Kuck K H, Ernst S, Cappato R, Braun E, Lang M, Ben-Haim S A, Hebe J, Ouyang F, Khanedani A, Antz M, Volkmer M
St. Georg Hospital, Hamburg, Germany.
J Cardiovasc Electrophysiol. 1998 Aug;9(8 Suppl):S57-62.
The treatment of drug-refractory atrial fibrillation (AF) remains one of the unsolved problems in cardiology. Surgical interventions have demonstrated that AF can be prevented by multiple incisions within both atria. Recently, this strategy has been translated into a catheter procedure. So far, the ablation approach is not based on individual electrophysiologic data, but constitutes only an anatomic approach. Further insight into the spatial and temporal distribution of the local electrograms during AF is needed. Electroanatomic maps acquired by sequential mapping over 45 seconds at each site during AF in six patients with paroxysmal AF were analyzed off-line. Electrograms were sampled at a mean of 36 +/- 12 sites in the left atrium of each patient. A total of 217 sites were sampled, of which 27.3% (59) represented type A (regular) AF, 9.7% (21) represented type B (totally irregular), and 63.1% (137) represented type C (mixture of type A and B) electrograms. The distribution was analyzed in 20 different segments of the left atrium, and a significantly higher incidence of type A electrograms was found in area 3 (upper lateral pulmonary vein) than at all other sites (P < 0.005). This observation needs further confirmation before any conclusion with regard to catheter ablation can be drawn, particularly because the analysis was based on bipolar recordings from a 4-mm tip electrode.
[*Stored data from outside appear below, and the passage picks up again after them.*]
//! Credential handling for the session client
//!
//! Provides the durable token storage, the wire calls to the authentication
//! endpoints, and the credential store that owns the current access token,
//! refresh token and user identity. This crate performs no concurrency
//! control around refresh; `session-client` layers the single-flight
//! coordinator and the request dispatcher on top.
//!
//! Credential flow:
//! 1. Process start: `CredentialStore::initialize()` reads both tokens from storage
//! 2. User action: `login()` / `register()` call the API and persist both tokens
//! 3. Authorization failure: the coordinator calls `CredentialStore::refresh_token()`
//! 4. User action or failed refresh: `logout()` clears memory and storage

pub mod constants;
pub mod credentials;
pub mod error;
pub mod models;
pub mod storage;
pub mod token;

pub use constants::*;
pub use credentials::{Credential, CredentialStore};
pub use error::{Error, Result};
pub use models::{RegisterRequest, UserProfile};
pub use storage::{FileStorage, MemoryStorage, TokenStorage};
pub use token::{Envelope, RefreshResponse, TokenResponse, endpoint_url, login, refresh_token, register};
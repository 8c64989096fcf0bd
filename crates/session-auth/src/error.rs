//! Error types for credential operations

/// Errors from authentication calls and token storage.
///
/// `Clone` because a single refresh failure is delivered to every caller
/// queued behind it.
#[derive(Debug, Clone, thiserror::Error)]
pub enum Error {
    /// No response was received (connect, TLS, timeout)
    #[error("HTTP request failed: {0}")]
    Http(String),

    /// The server rejected caller-supplied credentials or registration data.
    /// `detail` is the envelope's `err` payload, unmodified.
    #[error("request rejected ({status}): {detail}")]
    Validation {
        status: u16,
        detail: serde_json::Value,
    },

    #[error("token exchange failed: {0}")]
    TokenExchange(String),

    /// The refresh token was rejected (revoked, expired, or blacklisted)
    #[error("invalid credentials: {0}")]
    InvalidCredentials(String),

    #[error("no refresh token stored")]
    MissingRefreshToken,

    #[error("credential parse error: {0}")]
    CredentialParse(String),

    #[error("I/O error: {0}")]
    Io(String),
}

impl Error {
    /// Whether the failure happened before any response arrived.
    pub fn is_network(&self) -> bool {
        matches!(self, Error::Http(_))
    }
}

/// Result alias for credential operations.
pub type Result<T> = std::result::Result<T, Error>;
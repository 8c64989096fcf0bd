//! Types shared by the session crates and the CLI

mod error;
mod secret;

pub use error::{Error, Result};
pub use secret::Secret;
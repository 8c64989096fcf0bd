//! User identity and registration payloads

use std::fmt;

use serde::{Deserialize, Serialize};

/// Identity record returned by register (and optionally login / profile).
#[derive(Debug, Clone, PartialEq, Eq, Serialize, Deserialize)]
pub struct UserProfile {
    pub id: String,
    pub email: String,
    #[serde(default)]
    pub first_name: String,
    #[serde(default)]
    pub last_name: String,
    #[serde(default, skip_serializing_if = "Option::is_none")]
    pub date_joined: Option<String>,
}

/// Body of `POST users/register/`.
#[derive(Clone, Serialize)]
pub struct RegisterRequest {
    pub email: String,
    pub password: String,
    pub password_confirm: String,
    pub first_name: String,
    pub last_name: String,
}

impl fmt::Debug for RegisterRequest {
    fn fmt(&self, f: &mut fmt::Formatter<'_>) -> fmt::Result {
        f.debug_struct("RegisterRequest")
            .field("email", &self.email)
            .field("password", &"[REDACTED]")
            .field("password_confirm", &"[REDACTED]")
            .field("first_name", &self.first_name)
            .field("last_name", &self.last_name)
            .finish()
    }
}
//! Command line arguments

use clap::{Parser, Subcommand};
use common::Secret;

#[derive(Parser, Debug)]
#[command(name = "session-cli")]
#[command(about = "Authenticated API session client")]
#[command(version)]
pub struct Cli {
    /// Path to the TOML config file (falls back to CONFIG_PATH, then session-cli.toml)
    #[arg(long, global = true)]
    pub config: Option<String>,

    /// Print refresh and retry counters to stderr before exiting
    #[arg(long, global = true)]
    pub print_metrics: bool,

    #[command(subcommand)]
    pub command: Command,
}

#[derive(Subcommand, Debug)]
pub enum Command {
    /// Show whether a session is stored and who it belongs to
    Status,

    /// Log in with email and password
    Login {
        #[arg(long)]
        email: String,
        #[arg(long, env = "SESSION_PASSWORD", hide_env_values = true, value_parser = parse_secret)]
        password: Secret<String>,
    },

    /// Create an account and log in
    Register {
        #[arg(long)]
        email: String,
        #[arg(long, env = "SESSION_PASSWORD", hide_env_values = true, value_parser = parse_secret)]
        password: Secret<String>,
        /// Defaults to the password
        #[arg(long, value_parser = parse_secret)]
        password_confirm: Option<Secret<String>>,
        #[arg(long, default_value = "")]
        first_name: String,
        #[arg(long, default_value = "")]
        last_name: String,
    },

    /// Forget the stored session
    Logout,

    /// Fetch the current user's profile
    Profile,

    /// Send an authenticated request, e.g. `request GET bubbles/`
    Request {
        method: String,
        /// Path relative to the API base URL
        path: String,
        /// JSON request body
        #[arg(long)]
        body: Option<String>,
        /// Query parameter as key=value (repeatable)
        #[arg(long = "query", value_parser = parse_key_value)]
        query: Vec<(String, String)>,
    },
}

fn parse_secret(raw: &str) -> Result<Secret<String>, String> {
    Ok(Secret::new(raw.to_string()))
}

fn parse_key_value(raw: &str) -> Result<(String, String), String> {
    raw.split_once('=')
        .map(|(k, v)| (k.to_string(), v.to_string()))
        .ok_or_else(|| format!("expected key=value, got: {raw}"))
}

#[cfg(test)]
mod tests {
    use super::*;

    #[test]
    fn parses_request_with_body_and_query() {
        let cli = Cli::try_parse_from([
            "session-cli",
            "request",
            "post",
            "bubbles/",
            "--body",
            r#"{"name":"b"}"#,
            "--query",
            "page=2",
        ])
        .unwrap();

        match cli.command {
            Command::Request {
                method,
                path,
                body,
                query,
            } => {
                assert_eq!(method, "post");
                assert_eq!(path, "bubbles/");
                assert_eq!(body.as_deref(), Some(r#"{"name":"b"}"#));
                assert_eq!(query, vec![("page".to_string(), "2".to_string())]);
            }
            other => panic!("unexpected command: {other:?}"),
        }
    }

    #[test]
    fn global_config_flag_after_subcommand() {
        let cli = Cli::try_parse_from(["session-cli", "status", "--config", "/etc/s.toml"]).unwrap();
        assert_eq!(cli.config.as_deref(), Some("/etc/s.toml"));
        assert!(matches!(cli.command, Command::Status));
    }

    #[test]
    fn login_with_explicit_password() {
        let cli = Cli::try_parse_from([
            "session-cli",
            "login",
            "--email",
            "ada@example.com",
            "--password",
            "pw",
        ])
        .unwrap();
        assert!(matches!(cli.command, Command::Login { ref email, .. } if email == "ada@example.com"));
    }

    #[test]
    fn passwords_are_redacted_in_debug() {
        let cli = Cli::try_parse_from([
            "session-cli",
            "register",
            "--email",
            "ada@example.com",
            "--password",
            "hunter22",
            "--password-confirm",
            "hunter22",
        ])
        .unwrap();
        let debug = format!("{:?}", cli.command);
        assert!(!debug.contains("hunter22"), "got: {debug}");

        match cli.command {
            Command::Register {
                password,
                password_confirm,
                ..
            } => {
                assert_eq!(password.expose_str(), "hunter22");
                assert_eq!(password_confirm.unwrap().expose_str(), "hunter22");
            }
            other => panic!("unexpected command: {other:?}"),
        }
    }

    #[test]
    fn malformed_query_is_rejected() {
        let result = Cli::try_parse_from(["session-cli", "request", "GET", "x/", "--query", "page"]);
        assert!(result.is_err());
    }
}
use cubeface_core::FrameView;
use nalgebra::Point2;

use crate::params::ColorThresholds;
use crate::types::FaceColor;

/// Classify a mean HSV probe into one of the six facelet colors.
///
/// The rules are an ordered first-match list, not a partition: white is
/// decided on saturation and value alone (hue carries no information for
/// achromatic probes), and red is the catch-all for hues outside the named
/// bands, which is what closes the hue circle at its 0/180 seam.
pub fn classify_hsv(h: f32, s: f32, v: f32, t: &ColorThresholds) -> FaceColor {
    if s < t.sat_w && v > t.val_w {
        FaceColor::White
    } else if t.orange_l <= h && h < t.orange_h {
        FaceColor::Orange
    } else if t.orange_h <= h && h < t.yellow_h {
        FaceColor::Yellow
    } else if t.yellow_h <= h && h < t.green_h {
        FaceColor::Green
    } else if t.green_h <= h && h < t.blue_h {
        FaceColor::Blue
    } else {
        FaceColor::Red
    }
}

/// Classify the color under a resolved facelet position by sampling the
/// probe window around it.
pub fn classify_at(frame: &FrameView<'_>, p: Point2<f32>, t: &ColorThresholds) -> FaceColor {
    let (h, s, v) = frame.mean_hsv_window(p, t.probe_half);
    classify_hsv(h, s, v, t)
}

#[cfg(test)]
mod tests {
    use super::*;

    fn t() -> ColorThresholds {
        ColorThresholds::default()
    }

    #[test]
    fn low_saturation_high_value_is_white_regardless_of_hue() {
        let t = t();
        let c = classify_hsv(90.0, t.sat_w - 1.0, t.val_w + 1.0, &t);
        assert_eq!(c, FaceColor::White);
    }

    #[test]
    fn band_boundaries_are_half_open() {
        let t = t();
        // exactly on yellow_h falls into the green band
        assert_eq!(classify_hsv(t.yellow_h, 200.0, 200.0, &t), FaceColor::Green);
        // exactly on orange_h falls into the yellow band
        assert_eq!(classify_hsv(t.orange_h, 200.0, 200.0, &t), FaceColor::Yellow);
        // exactly on orange_l is already orange
        assert_eq!(classify_hsv(t.orange_l, 200.0, 200.0, &t), FaceColor::Orange);
    }

    #[test]
    fn hues_outside_the_named_bands_are_red() {
        let t = t();
        // below the orange band (the low end of the red wraparound)
        assert_eq!(classify_hsv(1.0, 200.0, 200.0, &t), FaceColor::Red);
        // above the blue band (the high end)
        assert_eq!(classify_hsv(175.0, 200.0, 200.0, &t), FaceColor::Red);
    }

    #[test]
    fn saturated_probe_ignores_the_white_rule() {
        let t = t();
        let c = classify_hsv(60.0, t.sat_w + 40.0, t.val_w + 40.0, &t);
        assert_eq!(c, FaceColor::Green);
    }
}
药物难治性心房颤动(AF)的治疗仍然是心脏病学中未解决的问题之一。外科手术干预已证明,通过在两个心房内进行多次切口可以预防AF。最近,这种策略已转化为一种导管手术。到目前为止,消融方法并非基于个体电生理数据,而仅仅是一种解剖学方法。需要进一步深入了解AF期间局部电图的空间和时间分布。对6例阵发性AF患者在AF期间每个部位连续45秒进行映射获取的电解剖图进行离线分析。每位患者左心房平均在36±12个部位采集电图。总共采集了217个部位,其中27.3%(59个)表现为A型(规则)AF,9.7%(21个)表现为B型(完全不规则),63.1%(137个)表现为C型(A和B型混合)电图。在左心房的20个不同节段中分析分布情况,发现3区(上肺静脉外侧)A型电图的发生率明显高于所有其他部位(P<0.005)。在得出任何关于导管消融的结论之前,这一观察结果需要进一步证实,特别是因为该分析基于4毫米尖端电极的双极记录。